*Try it*.
Copy exactly the lines from the first line of the records below through the line containing "#[derive(Clone)]", including both, and nothing else.

*** Opening of Supplied information ***

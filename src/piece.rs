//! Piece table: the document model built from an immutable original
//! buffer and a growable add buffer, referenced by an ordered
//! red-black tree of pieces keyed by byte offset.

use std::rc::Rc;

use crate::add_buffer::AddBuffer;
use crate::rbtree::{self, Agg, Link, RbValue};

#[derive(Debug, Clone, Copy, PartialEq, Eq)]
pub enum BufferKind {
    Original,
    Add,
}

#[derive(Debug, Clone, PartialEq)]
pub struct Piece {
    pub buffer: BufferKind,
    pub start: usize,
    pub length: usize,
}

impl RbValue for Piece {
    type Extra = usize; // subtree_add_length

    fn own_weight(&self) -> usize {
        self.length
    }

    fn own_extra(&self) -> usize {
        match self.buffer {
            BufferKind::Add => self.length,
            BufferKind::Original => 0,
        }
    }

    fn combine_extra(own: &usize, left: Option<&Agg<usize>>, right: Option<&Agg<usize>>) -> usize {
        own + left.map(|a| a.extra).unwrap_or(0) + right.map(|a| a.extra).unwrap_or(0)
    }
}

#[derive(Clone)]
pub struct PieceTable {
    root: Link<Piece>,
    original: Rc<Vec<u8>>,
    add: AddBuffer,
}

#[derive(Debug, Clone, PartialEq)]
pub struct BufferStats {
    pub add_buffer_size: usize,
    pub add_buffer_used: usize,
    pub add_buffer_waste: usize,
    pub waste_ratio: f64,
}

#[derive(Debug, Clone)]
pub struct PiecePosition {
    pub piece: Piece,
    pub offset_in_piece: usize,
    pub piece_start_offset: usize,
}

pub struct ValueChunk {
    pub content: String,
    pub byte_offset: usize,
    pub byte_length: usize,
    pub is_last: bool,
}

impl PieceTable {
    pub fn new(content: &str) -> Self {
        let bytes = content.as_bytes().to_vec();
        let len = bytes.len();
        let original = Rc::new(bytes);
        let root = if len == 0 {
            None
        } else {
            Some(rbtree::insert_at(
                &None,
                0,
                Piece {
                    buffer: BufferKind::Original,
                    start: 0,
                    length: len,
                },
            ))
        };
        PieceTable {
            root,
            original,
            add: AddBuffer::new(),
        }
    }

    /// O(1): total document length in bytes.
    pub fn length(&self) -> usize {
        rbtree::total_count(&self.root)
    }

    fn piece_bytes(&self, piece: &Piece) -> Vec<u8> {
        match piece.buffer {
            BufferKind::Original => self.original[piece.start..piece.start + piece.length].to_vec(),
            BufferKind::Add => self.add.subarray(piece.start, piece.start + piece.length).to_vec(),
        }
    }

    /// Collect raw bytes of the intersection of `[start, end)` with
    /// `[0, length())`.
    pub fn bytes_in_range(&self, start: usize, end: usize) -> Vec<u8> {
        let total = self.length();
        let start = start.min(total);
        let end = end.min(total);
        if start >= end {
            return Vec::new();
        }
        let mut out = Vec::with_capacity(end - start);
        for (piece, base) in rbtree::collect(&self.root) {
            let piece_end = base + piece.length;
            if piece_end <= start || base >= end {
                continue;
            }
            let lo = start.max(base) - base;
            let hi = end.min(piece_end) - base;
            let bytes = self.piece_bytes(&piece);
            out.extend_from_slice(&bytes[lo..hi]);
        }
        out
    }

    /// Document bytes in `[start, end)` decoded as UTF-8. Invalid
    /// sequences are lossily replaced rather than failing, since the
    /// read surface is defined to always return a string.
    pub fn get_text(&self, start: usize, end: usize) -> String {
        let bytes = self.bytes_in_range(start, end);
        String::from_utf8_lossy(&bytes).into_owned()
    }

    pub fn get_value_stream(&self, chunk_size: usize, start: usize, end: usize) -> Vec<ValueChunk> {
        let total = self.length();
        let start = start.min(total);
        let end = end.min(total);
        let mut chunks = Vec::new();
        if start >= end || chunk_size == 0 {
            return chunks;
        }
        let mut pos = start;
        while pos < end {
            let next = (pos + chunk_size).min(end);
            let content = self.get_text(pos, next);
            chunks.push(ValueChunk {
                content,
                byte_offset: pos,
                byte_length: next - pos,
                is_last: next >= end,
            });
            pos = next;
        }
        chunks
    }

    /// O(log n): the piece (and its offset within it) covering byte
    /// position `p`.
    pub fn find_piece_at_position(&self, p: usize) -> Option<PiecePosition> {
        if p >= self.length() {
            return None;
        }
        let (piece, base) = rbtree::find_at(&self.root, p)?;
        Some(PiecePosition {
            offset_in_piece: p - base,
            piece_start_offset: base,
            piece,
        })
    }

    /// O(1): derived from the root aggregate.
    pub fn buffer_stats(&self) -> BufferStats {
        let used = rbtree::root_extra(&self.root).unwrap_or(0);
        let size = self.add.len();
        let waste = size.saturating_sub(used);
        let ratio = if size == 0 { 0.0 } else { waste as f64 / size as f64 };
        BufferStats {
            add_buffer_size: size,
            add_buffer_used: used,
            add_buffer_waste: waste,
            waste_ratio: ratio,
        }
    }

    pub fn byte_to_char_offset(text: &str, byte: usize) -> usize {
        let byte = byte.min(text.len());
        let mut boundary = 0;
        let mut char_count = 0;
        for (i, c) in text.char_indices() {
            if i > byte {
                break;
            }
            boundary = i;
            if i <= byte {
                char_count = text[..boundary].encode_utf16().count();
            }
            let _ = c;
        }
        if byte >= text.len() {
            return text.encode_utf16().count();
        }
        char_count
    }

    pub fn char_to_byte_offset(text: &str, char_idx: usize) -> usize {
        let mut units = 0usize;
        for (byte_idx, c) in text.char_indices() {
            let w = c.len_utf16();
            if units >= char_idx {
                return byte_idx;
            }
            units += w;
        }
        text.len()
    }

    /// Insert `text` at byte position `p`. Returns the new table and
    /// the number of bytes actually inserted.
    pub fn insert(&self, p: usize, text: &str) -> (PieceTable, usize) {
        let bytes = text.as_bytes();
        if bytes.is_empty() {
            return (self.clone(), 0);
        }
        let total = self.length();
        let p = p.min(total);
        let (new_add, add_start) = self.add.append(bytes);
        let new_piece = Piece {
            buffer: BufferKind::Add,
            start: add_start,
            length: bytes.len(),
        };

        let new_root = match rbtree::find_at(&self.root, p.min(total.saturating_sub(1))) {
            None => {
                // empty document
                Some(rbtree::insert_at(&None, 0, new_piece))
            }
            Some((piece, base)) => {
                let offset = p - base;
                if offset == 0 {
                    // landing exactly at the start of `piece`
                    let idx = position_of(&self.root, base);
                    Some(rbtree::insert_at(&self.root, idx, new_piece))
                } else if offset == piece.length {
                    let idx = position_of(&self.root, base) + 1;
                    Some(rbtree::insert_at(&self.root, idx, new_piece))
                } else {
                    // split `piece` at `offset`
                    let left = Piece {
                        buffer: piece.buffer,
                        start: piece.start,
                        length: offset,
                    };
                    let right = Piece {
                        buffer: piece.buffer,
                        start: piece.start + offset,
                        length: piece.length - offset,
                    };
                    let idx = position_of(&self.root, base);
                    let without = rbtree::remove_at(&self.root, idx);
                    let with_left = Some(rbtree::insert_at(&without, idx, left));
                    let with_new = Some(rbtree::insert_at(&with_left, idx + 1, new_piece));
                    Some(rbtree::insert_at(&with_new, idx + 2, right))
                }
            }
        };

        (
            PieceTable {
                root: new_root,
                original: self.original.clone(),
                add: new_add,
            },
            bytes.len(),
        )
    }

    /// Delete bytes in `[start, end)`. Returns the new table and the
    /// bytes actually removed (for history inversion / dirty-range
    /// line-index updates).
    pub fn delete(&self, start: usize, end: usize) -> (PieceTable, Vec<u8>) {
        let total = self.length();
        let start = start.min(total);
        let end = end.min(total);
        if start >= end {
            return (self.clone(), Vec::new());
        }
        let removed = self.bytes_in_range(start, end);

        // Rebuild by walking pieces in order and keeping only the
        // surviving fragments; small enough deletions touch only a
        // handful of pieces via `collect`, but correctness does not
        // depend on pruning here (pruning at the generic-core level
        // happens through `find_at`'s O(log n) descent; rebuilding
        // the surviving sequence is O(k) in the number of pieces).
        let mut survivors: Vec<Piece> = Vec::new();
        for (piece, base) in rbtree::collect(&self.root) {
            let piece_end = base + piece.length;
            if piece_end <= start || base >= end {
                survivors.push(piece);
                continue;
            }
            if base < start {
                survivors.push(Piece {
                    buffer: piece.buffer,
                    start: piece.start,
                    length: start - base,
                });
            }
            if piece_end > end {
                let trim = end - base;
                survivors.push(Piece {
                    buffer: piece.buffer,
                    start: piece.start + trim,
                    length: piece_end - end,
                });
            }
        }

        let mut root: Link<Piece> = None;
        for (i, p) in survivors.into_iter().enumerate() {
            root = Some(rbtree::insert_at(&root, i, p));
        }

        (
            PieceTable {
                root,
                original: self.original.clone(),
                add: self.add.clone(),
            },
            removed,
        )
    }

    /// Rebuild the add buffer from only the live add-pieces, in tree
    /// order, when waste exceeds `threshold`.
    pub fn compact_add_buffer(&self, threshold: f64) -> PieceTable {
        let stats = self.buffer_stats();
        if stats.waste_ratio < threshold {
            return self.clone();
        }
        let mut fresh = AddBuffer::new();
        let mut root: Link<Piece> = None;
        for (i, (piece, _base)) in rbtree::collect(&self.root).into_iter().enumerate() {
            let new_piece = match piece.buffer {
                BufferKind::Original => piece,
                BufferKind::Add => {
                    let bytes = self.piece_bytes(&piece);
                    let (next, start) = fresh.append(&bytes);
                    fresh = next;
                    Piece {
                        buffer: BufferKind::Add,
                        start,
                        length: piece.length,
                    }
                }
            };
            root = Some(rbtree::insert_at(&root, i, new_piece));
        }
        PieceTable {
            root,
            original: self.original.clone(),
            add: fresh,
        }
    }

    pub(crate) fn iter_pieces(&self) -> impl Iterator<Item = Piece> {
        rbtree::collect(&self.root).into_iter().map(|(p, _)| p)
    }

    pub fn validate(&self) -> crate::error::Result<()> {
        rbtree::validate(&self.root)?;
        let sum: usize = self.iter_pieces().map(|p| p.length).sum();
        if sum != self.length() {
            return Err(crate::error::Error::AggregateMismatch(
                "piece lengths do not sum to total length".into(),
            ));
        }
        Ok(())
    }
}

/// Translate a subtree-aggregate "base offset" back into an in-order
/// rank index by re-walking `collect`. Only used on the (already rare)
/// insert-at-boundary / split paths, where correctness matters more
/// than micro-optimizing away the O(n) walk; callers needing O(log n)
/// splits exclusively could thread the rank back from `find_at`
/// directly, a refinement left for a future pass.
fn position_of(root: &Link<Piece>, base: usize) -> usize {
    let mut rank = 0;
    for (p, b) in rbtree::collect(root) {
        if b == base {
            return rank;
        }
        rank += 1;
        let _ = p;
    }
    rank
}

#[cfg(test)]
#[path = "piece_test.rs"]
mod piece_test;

*** Close of Supplied information ***

*Task solution*.
filename src/piece.rs
//! Piece table: the document model built from an immutable original
//! buffer and a growable add buffer, referenced by an ordered
//! red-black tree of pieces keyed by byte offset.

use std::rc::Rc;

use crate::add_buffer::AddBuffer;
use crate::rbtree::{self, Agg, Link, RbValue};

#[derive(Debug, Clone, Copy, PartialEq, Eq)]
pub enum BufferKind {
    Original,
    Add,
}

#[derive(Debug, Clone, PartialEq)]
pub struct Piece {
    pub buffer: BufferKind,
    pub start: usize,
    pub length: usize,
}

impl RbValue for Piece {
    type Extra = usize; // subtree_add_length

    fn own_weight(&self) -> usize {
        self.length
    }

    fn own_extra(&self) -> usize {
        match self.buffer {
            BufferKind::Add => self.length,
            BufferKind::Original => 0,
        }
    }

    fn combine_extra(own: &usize, left: Option<&Agg<usize>>, right: Option<&Agg<usize>>) -> usize {
        own + left.map(|a| a.extra).unwrap_or(0) + right.map(|a| a.extra).unwrap_or(0)
    }
}

#[derive(Clone)]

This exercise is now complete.